While ReMIT is looking into this, a second mass grave is discovered elsewhere on the grounds, composed of a more-recent group of older people who incontrovertibly were murdered. These dead can “speak” more informatively than the skeletons, and soon tie the disparate groups together.

The investigation unfolds in the author’s usual narrative style: multiple viewpoints weaving together the backstories and the cases. In short, single-scene chapters, almost cinematic in their technique, we follow Tony and Carol’s former team members, plus a few new ones, through each interview and data search.

We also learn how Tony copes in prison, staying connected with his colleagues in an indirect way, how Carol copes with her PTSD and finds a new outlet for her outstanding detecting skills, and how the new ReMIT team reinvents working together in the lead couple’s absence and tracks down past and current killers.

The multiple POVs include the motives and actions of one of the killers and his minions, allowing us to know more about whodunit than the investigators do—until the leads gathered from widely different avenues of inquiry come together to unite them on the hunt and chase.

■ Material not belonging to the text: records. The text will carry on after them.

#[cfg(test)]
mod tests {
    use super::*;
    use serde_json::json;

    fn manager() -> ModelManager {
        ModelManager::new("big-x", "small-y")
    }

    fn request(value: Value) -> MessagesRequest {
        serde_json::from_value(value).unwrap()
    }

    fn convert(value: Value) -> OpenAIChatCompletionRequest {
        convert_claude_to_openai(&request(value), &manager(), 1, 8192).unwrap()
    }

    #[test]
    fn test_selects_big_model_for_opus() {
        let out = convert(json!({
            "model": "claude-3-opus-20240229",
            "max_tokens": 100,
            "messages": [{"role": "user", "content": "hi"}]
        }));
        assert_eq!(out.model, "big-x");
        assert_eq!(out.messages, vec![OpenAIMessage::text("user", "hi")]);
    }

    #[test]
    fn test_two_text_blocks_stay_multipart() {
        let out = convert(json!({
            "model": "claude-3-haiku",
            "max_tokens": 100,
            "messages": [{"role": "user", "content": [
                {"type": "text", "text": "Hello"},
                {"type": "text", "text": "World"}
            ]}]
        }));
        assert_eq!(out.messages.len(), 1);
        assert_eq!(
            serde_json::to_value(&out.messages[0]).unwrap(),
            json!({
                "role": "user",
                "content": [
                    {"type": "text", "text": "Hello"},
                    {"type": "text", "text": "World"}
                ]
            })
        );
    }

    #[test]
    fn test_single_text_block_collapses_to_string() {
        let out = convert(json!({
            "model": "claude-3-haiku",
            "max_tokens": 100,
            "messages": [{"role": "user", "content": [{"type": "text", "text": "only"}]}]
        }));
        assert_eq!(out.messages, vec![OpenAIMessage::text("user", "only")]);
    }

    #[test]
    fn test_images() {
        let out = convert(json!({
            "model": "claude-3-haiku",
            "max_tokens": 100,
            "messages": [{"role": "user", "content": [
                {"type": "image", "source": {"type": "base64", "media_type": "image/png", "data": "AAAA"}},
                {"type": "image", "source": {"type": "url", "url": "https://example.com/cat.png"}}
            ]}]
        }));
        assert_eq!(
            out.messages[0].content,
            Some(OpenAIContent::Parts(vec![ContentPart::ImageUrl {
                image_url: ImageUrl {
                    url: "data:image/png;base64,AAAA".to_string()
                }
            }]))
        );
    }

    #[test]
    fn test_empty_block_list_becomes_empty_string() {
        let out = convert(json!({
            "model": "claude-3-haiku",
            "max_tokens": 100,
            "messages": [{"role": "user", "content": []}]
        }));
        assert_eq!(out.messages, vec![OpenAIMessage::text("user", "")]);
    }

    #[test]
    fn test_system_prompt_blocks() {
        let out = convert(json!({
            "model": "claude-3-haiku",
            "max_tokens": 100,
            "system": [
                {"type": "text", "text": "You are terse."},
                {"type": "image", "source": {"type": "base64", "media_type": "image/png", "data": "AA"}},
                {"type": "text", "text": "Answer in French."}
            ],
            "messages": [{"role": "user", "content": "hi"}]
        }));
        assert_eq!(
            out.messages[0],
            OpenAIMessage::text("system", "You are terse.\nAnswer in French.")
        );
    }

    #[test]
    fn test_assistant_text_and_tool_use_split() {
        let out = convert(json!({
            "model": "claude-3-5-sonnet",
            "max_tokens": 100,
            "messages": [
                {"role": "user", "content": "weather?"},
                {"role": "assistant", "content": [
                    {"type": "text", "text": "Let me check."},
                    {"type": "tool_use", "id": "t1", "name": "get_weather", "input": {"city": "Paris"}}
                ]}
            ]
        }));
        assert_eq!(out.messages.len(), 3);
        assert_eq!(out.messages[1], OpenAIMessage::text("assistant", "Let me check."));

        let calls_msg = &out.messages[2];
        assert_eq!(calls_msg.role, "assistant");
        assert_eq!(calls_msg.content, None);
        let calls = calls_msg.tool_calls.as_ref().unwrap();
        assert_eq!(calls[0].id, "t1");
        assert_eq!(calls[0].function.name, "get_weather");
        assert_eq!(calls[0].function.arguments, r#"{"city":"Paris"}"#);

        for msg in &out.messages {
            if msg.tool_calls.is_some() {
                assert!(msg.content.is_none());
            }
        }
    }

    #[test]
    fn test_assistant_tool_use_only_is_single_message() {
        let out = convert(json!({
            "model": "claude-3-5-sonnet",
            "max_tokens": 100,
            "messages": [
                {"role": "user", "content": "go"},
                {"role": "assistant", "content": [
                    {"type": "tool_use", "id": "t1", "name": "a", "input": {}},
                    {"type": "tool_use", "id": "t2", "name": "b", "input": {"x": 1}}
                ]}
            ]
        }));
        assert_eq!(out.messages.len(), 2);
        assert_eq!(out.messages[1].tool_calls.as_ref().unwrap().len(), 2);
    }

    #[test]
    fn test_assistant_text_blocks_join_with_newline() {
        let out = convert(json!({
            "model": "claude-3-5-sonnet",
            "max_tokens": 100,
            "messages": [
                {"role": "user", "content": "go"},
                {"role": "assistant", "content": [
                    {"type": "text", "text": "one"},
                    {"type": "text", "text": "two"}
                ]}
            ]
        }));
        assert_eq!(out.messages[1], OpenAIMessage::text("assistant", "one\ntwo"));
    }

    #[test]
    fn test_tool_results_become_tool_messages() {
        let out = convert(json!({
            "model": "claude-3-5-sonnet",
            "max_tokens": 100,
            "messages": [
                {"role": "user", "content": "go"},
                {"role": "assistant", "content": [
                    {"type": "tool_use", "id": "t1", "name": "a", "input": {}}
                ]},
                {"role": "user", "content": [
                    {"type": "tool_result", "tool_use_id": "t1", "content": [
                        {"type": "text", "text": "line one"},
                        {"type": "json", "value": 3}
                    ]},
                    {"type": "text", "text": "thanks"}
                ]}
            ]
        }));
        assert_eq!(out.messages.len(), 4);
        let tool_msg = &out.messages[2];
        assert_eq!(tool_msg.role, "tool");
        assert_eq!(tool_msg.tool_call_id.as_deref(), Some("t1"));
        assert_eq!(
            tool_msg.content,
            Some(OpenAIContent::Text(
                "line one\n{\"type\":\"json\",\"value\":3}".to_string()
            ))
        );
        assert_eq!(out.messages[3], OpenAIMessage::text("user", "thanks"));
    }

    #[test]
    fn test_tool_result_only_turn_has_no_user_message() {
        let out = convert(json!({
            "model": "claude-3-5-sonnet",
            "max_tokens": 100,
            "messages": [
                {"role": "user", "content": [
                    {"type": "tool_result", "tool_use_id": "t1", "content": "42"}
                ]}
            ]
        }));
        assert_eq!(out.messages.len(), 1);
        assert_eq!(out.messages[0].role, "tool");
        assert_eq!(out.messages[0].content, Some(OpenAIContent::Text("42".to_string())));
    }

    #[test]
    fn test_tools_and_tool_choice() {
        let out = convert(json!({
            "model": "claude-3-5-sonnet",
            "max_tokens": 100,
            "messages": [{"role": "user", "content": "hi"}],
            "tools": [
                {"name": "b_tool", "input_schema": {"type": "object"}},
                {"name": "a_tool", "description": "A", "input_schema": {"type": "object", "properties": {}}}
            ],
            "tool_choice": {"type": "tool", "name": "a_tool"}
        }));
        let tools = out.tools.unwrap();
        assert_eq!(tools[0].function.name, "b_tool");
        assert_eq!(tools[1].function.description.as_deref(), Some("A"));
        assert_eq!(tools[1].function.parameters, json!({"type": "object", "properties": {}}));
        assert_eq!(
            serde_json::to_value(out.tool_choice.unwrap()).unwrap(),
            json!({"type": "function", "function": {"name": "a_tool"}})
        );
    }

    #[test]
    fn test_any_tool_choice_maps_to_auto() {
        let out = convert(json!({
            "model": "claude-3-5-sonnet",
            "max_tokens": 100,
            "messages": [{"role": "user", "content": "hi"}],
            "tools": [{"name": "t", "input_schema": {}}],
            "tool_choice": {"type": "any"}
        }));
        assert_eq!(out.tool_choice, Some(OpenAIToolChoice::Mode("auto".to_string())));
    }

    #[test]
    fn test_parameters_and_clamping() {
        let out = convert_claude_to_openai(
            &request(json!({
                "model": "claude-3-haiku",
                "max_tokens": 100000,
                "temperature": 0.2,
                "top_p": 0.9,
                "top_k": 5,
                "stop_sequences": ["END"],
                "stream": true,
                "messages": [{"role": "user", "content": "hi"}]
            })),
            &manager(),
            100,
            4096,
        )
        .unwrap();
        assert_eq!(out.max_tokens, Some(4096));
        assert_eq!(out.temperature, Some(0.2));
        assert_eq!(out.top_p, Some(0.9));
        assert_eq!(out.stop, Some(vec!["END".to_string()]));
        assert!(out.stream);
    }

    #[test]
    fn test_validation_failures() {
        let no_messages = request(json!({"model": "claude-3-haiku", "max_tokens": 10, "messages": []}));
        assert!(matches!(
            convert_claude_to_openai(&no_messages, &manager(), 1, 100),
            Err(ConversionError::InvalidRequest(_))
        ));

        let duplicate_tools = request(json!({
            "model": "claude-3-haiku",
            "max_tokens": 10,
            "messages": [{"role": "user", "content": "hi"}],
            "tools": [
                {"name": "dup", "input_schema": {}},
                {"name": "dup", "input_schema": {}}
            ]
        }));
        let err = convert_claude_to_openai(&duplicate_tools, &manager(), 1, 100).unwrap_err();
        assert!(err.to_string().contains("dup"));

        let unknown_choice = request(json!({
            "model": "claude-3-haiku",
            "max_tokens": 10,
            "messages": [{"role": "user", "content": "hi"}],
            "tool_choice": {"type": "tool", "name": "missing"}
        }));
        assert!(convert_claude_to_openai(&unknown_choice, &manager(), 1, 100).is_err());
    }

    #[test]
    fn test_conversion_is_deterministic() {
        let req = request(json!({
            "model": "claude-3-5-sonnet",
            "max_tokens": 100,
            "system": "sys",
            "messages": [
                {"role": "user", "content": [{"type": "text", "text": "a"}, {"type": "text", "text": "b"}]},
                {"role": "assistant", "content": [
                    {"type": "text", "text": "c"},
                    {"type": "tool_use", "id": "t1", "name": "n", "input": {"k": [1, 2]}}
                ]},
                {"role": "user", "content": [{"type": "tool_result", "tool_use_id": "t1", "content": "ok"}]}
            ]
        }));
        let first = convert_claude_to_openai(&req, &manager(), 1, 100).unwrap();
        let second = convert_claude_to_openai(&req, &manager(), 1, 100).unwrap();
        assert_eq!(first, second);
    }
}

There are enough red herrings and all-too-human flubs in the detecting to keep suspense high and resolution impossible to the very end. This combined with deep character exploration and a solid feel for the U.K. setting form a satisfying read from a reliable author.

As an additional tie-in that keeps the story structure tight, the author opens each chapter with an excerpt from the book Tony writes in prison. Through these excerpts we gain further insight on two planes: first from a lead character who, perforce, can’t participate in the action; and second, by extension, the broader concepts underlying rehabilitation and redemption. Simultaneously we learn about the art of criminal profiling, which is Tony Hill’s expertise grounding this series.

A paradox that runs through not just the story but also through the series is verbalized by a minor character in Tony’s prison: “Even bad men can sometimes do good things.” Likewise, good people can do bad things. And so it goes, back and forth, mix and match, throughout the entire series, in a very plausible way.

Val McDermid handles all these elements so well it’s no surprise the series has been made into a television show and her books have won awards. This volume feels almost restful compared to its predecessor and gives hope that the series will carry on. Then again, enough personal issues are wrapped up for the characters that it could end here satisfactorily.

Only time (and the author) will tell.